I helped a friend with a video for an association over the weekend. We had a lot of microphones to choose from but we chose to go with one of these. We clipped it to our interview subjects' shirts and cabled it back to a Sony a77. Even though we did not use one of the mixers that emits a non-audible tone to over ride the ALC of the camera the microphone was surprisingly un-noisy. And the camera managed to intelligently work it's auto level controls so that there were no big, fast spikes in spurious noise. We reviewed the sound this morning on small monitor speakers and it was actually quite good.

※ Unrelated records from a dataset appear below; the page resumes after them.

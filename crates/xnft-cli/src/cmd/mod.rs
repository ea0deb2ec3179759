use anyhow::Result;

use crate::args::{Cli, Command};

mod account;
mod curate;
mod delete;
mod derive;
mod doctor;
mod install;
mod suspend;

pub async fn dispatch(cli: Cli) -> Result<()> {
    match &cli.command {
        Command::Account { address, raw } => account::show(&cli, address, *raw).await,
        Command::List { kind, owner } => account::list(&cli, kind.as_deref(), owner.as_deref()).await,
        Command::Installs { wallet } => account::installs(&cli, wallet).await,
        Command::Reviews { xnft } => account::reviews(&cli, xnft).await,
        Command::Derive { target } => derive::run(&cli, target),
        Command::Install { xnft, permissioned } => install::install(&cli, xnft, *permissioned).await,
        Command::Uninstall { install, receiver } => {
            install::uninstall(&cli, install, receiver.as_deref()).await
        }
        Command::Review { xnft, rating, uri } => install::review(&cli, xnft, *rating, uri).await,
        Command::Verify { xnft } => curate::run(&cli, xnft, true).await,
        Command::Unverify { xnft } => curate::run(&cli, xnft, false).await,
        Command::Suspend { xnft, lift } => suspend::run(&cli, xnft, !*lift).await,
        Command::Delete {
            xnft,
            burn,
            receiver,
        } => delete::run(&cli, xnft, *burn, receiver.as_deref()).await,
        Command::Doctor => doctor::run(&cli).await,
    }
}
use anyhow::Result;

use crate::args::Cli;
use crate::output;
use crate::solana::client::{connect, parse_pubkey};
use crate::solana::tx;

pub async fn install(cli: &Cli, xnft: &str, permissioned: bool) -> Result<()> {
    let xnft = parse_pubkey("xnft address", xnft)?;
    let client = connect(cli)?;
    let pb = output::spinner("installing");
    let sig = if permissioned {
        client.install_permissioned(&xnft).await
    } else {
        client.install(&xnft).await
    };
    pb.finish_and_clear();
    tx::report("install", sig?)
}

pub async fn uninstall(cli: &Cli, install: &str, receiver: Option<&str>) -> Result<()> {
    let install = parse_pubkey("install address", install)?;
    let receiver = receiver.map(|r| parse_pubkey("receiver", r)).transpose()?;
    let client = connect(cli)?;
    let sig = client.uninstall(&install, receiver).await?;
    tx::report("uninstall", sig)
}

pub async fn review(cli: &Cli, xnft: &str, rating: u8, uri: &str) -> Result<()> {
    let xnft = parse_pubkey("xnft address", xnft)?;
    let client = connect(cli)?;
    let pb = output::spinner("submitting review");
    let sig = client.review(&xnft, uri, rating).await;
    pb.finish_and_clear();
    tx::report("review", sig?)
}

I've started to think of microphones the way I think about lenses. The cost is not always a good determiner of their usability. While an L series 50mm 1.1.2 costs somewhere in the $1500 range an enormous number of people swear by the 50mm 1.8 EF lens (the nifty fifty) and do very good work with it. Under certain circumstances the L lens might shine but for everyday work and everyday budgets the nifty fifty is a perfectly workable compromise.

We've also found that slower aperture zoom lenses can routinely outperform faster, more expensive zoom lenses in the same focal length ranges. In the Sony line the Sony 55-200DT is an excellent performer and, if you never need fast, you'd probably have a hard time distinguishing files from it (at $199) and the 70-200mm 2.8 Sony G lens (at $1995). Same thing with microphones. Use a high end production digital audio recorder, perfect microphone placement and an acoustically optimized setting and you'll get amazing sound. Videotape in a mall with a lot of background noise and non-optimum acoustics and you may find the microphones are equally challenged.

I mentioned that I have a wonderful set of Sennheiser's wireless microphones and they do sound great. But I've compared them to the big ME 51S and they are both better than my current talents or ability to make one appreciably better than the other.

Our video project worked well.

Side note:  All three images were shot with one small, Fotodiox 312 AS LED panel positioned about a foot and a half above the microphones, shining straight down. The rest of the light was just fill from windows around the studio. A quick and easy set up. No filters required.